***** SUPPLIED RECORDS
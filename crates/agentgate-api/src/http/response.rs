//! Error envelope returned by every failing request.
//!
//! ```json
//! {
//!   "data": null,
//!   "meta": { "request_id": "...", "timestamp": "...", "response_time_ms": 5 },
//!   "errors": [{ "code": "AGENT_TIMEOUT", "message": "..." }]
//! }
//! ```
//!
//! Successful responses are the bare payloads (`{reply, session_id}` etc.)
//! that agent callers expect.

use std::time::Instant;

use serde::Serialize;

/// Metadata included in every error envelope.
#[derive(Debug, Serialize)]
pub struct ApiMeta {
    /// Unique request identifier for tracing.
    pub request_id: String,
    /// ISO-8601 timestamp of the response.
    pub timestamp: String,
    /// Response time in milliseconds.
    pub response_time_ms: u64,
}

/// Individual error detail.
#[derive(Debug, Serialize)]
pub struct ApiErrorDetail {
    /// Machine-readable error code.
    pub code: String,
    /// Human-readable error message.
    pub message: String,
}

#[derive(Debug, Serialize)]
pub struct ErrorEnvelope {
    pub data: Option<()>,
    pub meta: ApiMeta,
    pub errors: Vec<ApiErrorDetail>,
}

/// Request id and start time, captured when a handler begins.
#[derive(Debug, Clone)]
pub struct RequestMeta {
    pub request_id: String,
    started: Instant,
}

impl RequestMeta {
    pub fn start() -> Self {
        Self {
            request_id: uuid::Uuid::now_v7().to_string(),
            started: Instant::now(),
        }
    }

    pub fn elapsed_ms(&self) -> u64 {
        self.started.elapsed().as_millis() as u64
    }

    pub fn to_meta(&self) -> ApiMeta {
        ApiMeta {
            request_id: self.request_id.clone(),
            timestamp: chrono::Utc::now().to_rfc3339(),
            response_time_ms: self.elapsed_ms(),
        }
    }
}

impl ErrorEnvelope {
    pub fn new(meta: &RequestMeta, code: &str, message: String) -> Self {
        Self {
            data: None,
            meta: meta.to_meta(),
            errors: vec![ApiErrorDetail {
                code: code.to_string(),
                message,
            }],
        }
    }
}
//! Session and memory store backends.
//!
//! `STORE__BACKEND` selects Redis (default) or the in-process maps. The
//! backend enums dispatch statically so the runner stays generic over one
//! concrete repository type per port.

pub mod in_memory;
pub mod keys;
pub mod redis;

use agentgate_core::memory::repository::MemoryRepository;
use agentgate_core::session::repository::SessionRepository;
use agentgate_types::config::{StoreBackend, StoreSettings};
use agentgate_types::error::RepositoryError;
use agentgate_types::memory::SearchMemoryResponse;
use agentgate_types::session::{Event, GetSessionConfig, Session, StateMap};

use self::in_memory::{InMemoryMemoryRepository, InMemorySessionRepository};
use self::redis::{RedisMemoryRepository, RedisPool, RedisSessionRepository};

pub enum SessionBackend {
    Redis(RedisSessionRepository),
    InMemory(InMemorySessionRepository),
}

pub enum MemoryBackend {
    Redis(RedisMemoryRepository),
    InMemory(InMemoryMemoryRepository),
}

/// Open the configured store and return its session and memory repositories.
pub async fn connect(settings: &StoreSettings) -> Result<(SessionBackend, MemoryBackend), RepositoryError> {
    match settings.backend {
        StoreBackend::Redis => {
            let pool = RedisPool::connect(settings).await?;
            Ok((
                SessionBackend::Redis(RedisSessionRepository::new(pool.clone())),
                MemoryBackend::Redis(RedisMemoryRepository::new(pool)),
            ))
        }
        StoreBackend::Memory => {
            tracing::warn!("using in-memory store; sessions are lost on restart");
            Ok(in_memory())
        }
    }
}

/// Fresh in-process repositories.
pub fn in_memory() -> (SessionBackend, MemoryBackend) {
    (
        SessionBackend::InMemory(InMemorySessionRepository::new()),
        MemoryBackend::InMemory(InMemoryMemoryRepository::new()),
    )
}

impl SessionRepository for SessionBackend {
    async fn create_session(
        &self,
        app_name: &str,
        user_id: &str,
        state: Option<StateMap>,
        session_id: Option<&str>,
    ) -> Result<Session, RepositoryError> {
        match self {
            Self::Redis(repo) => repo.create_session(app_name, user_id, state, session_id).await,
            Self::InMemory(repo) => repo.create_session(app_name, user_id, state, session_id).await,
        }
    }

    async fn get_session(
        &self,
        app_name: &str,
        user_id: &str,
        session_id: &str,
        config: Option<&GetSessionConfig>,
    ) -> Result<Option<Session>, RepositoryError> {
        match self {
            Self::Redis(repo) => repo.get_session(app_name, user_id, session_id, config).await,
            Self::InMemory(repo) => repo.get_session(app_name, user_id, session_id, config).await,
        }
    }

    async fn list_sessions(&self, app_name: &str, user_id: &str) -> Result<Vec<Session>, RepositoryError> {
        match self {
            Self::Redis(repo) => repo.list_sessions(app_name, user_id).await,
            Self::InMemory(repo) => repo.list_sessions(app_name, user_id).await,
        }
    }

    async fn delete_session(&self, app_name: &str, user_id: &str, session_id: &str) -> Result<(), RepositoryError> {
        match self {
            Self::Redis(repo) => repo.delete_session(app_name, user_id, session_id).await,
            Self::InMemory(repo) => repo.delete_session(app_name, user_id, session_id).await,
        }
    }

    async fn append_event(&self, session: &mut Session, event: Event) -> Result<Event, RepositoryError> {
        match self {
            Self::Redis(repo) => repo.append_event(session, event).await,
            Self::InMemory(repo) => repo.append_event(session, event).await,
        }
    }
}

impl MemoryRepository for MemoryBackend {
    async fn add_session_to_memory(&self, session: &Session) -> Result<(), RepositoryError> {
        match self {
            Self::Redis(repo) => repo.add_session_to_memory(session).await,
            Self::InMemory(repo) => repo.add_session_to_memory(session).await,
        }
    }

    async fn search_memory(
        &self,
        app_name: &str,
        user_id: &str,
        query: &str,
    ) -> Result<SearchMemoryResponse, RepositoryError> {
        match self {
            Self::Redis(repo) => repo.search_memory(app_name, user_id, query).await,
            Self::InMemory(repo) => repo.search_memory(app_name, user_id, query).await,
        }
    }
}

#[cfg(test)]
mod tests {
    use super::*;

    #[tokio::test]
    async fn test_memory_backend_selected_without_network() {
        let settings = StoreSettings {
            backend: StoreBackend::Memory,
            ..StoreSettings::default()
        };
        let (sessions, memory) = connect(&settings).await.unwrap();
        assert!(matches!(sessions, SessionBackend::InMemory(_)));
        assert!(matches!(memory, MemoryBackend::InMemory(_)));

        let session = sessions.create_session("app", "u1", None, None).await.unwrap();
        memory.add_session_to_memory(&session).await.unwrap();
        assert!(sessions.get_session("app", "u1", &session.id, None).await.unwrap().is_some());
    }
}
**********
Review the material and copy each line in which the word "code" appears.

### FINISHED EXERCISE
//!   "errors": [{ "code": "AGENT_TIMEOUT", "message": "..." }]
    /// Machine-readable error code.
    pub code: String,
    pub fn new(meta: &RequestMeta, code: &str, message: String) -> Self {
                code: code.to_string(),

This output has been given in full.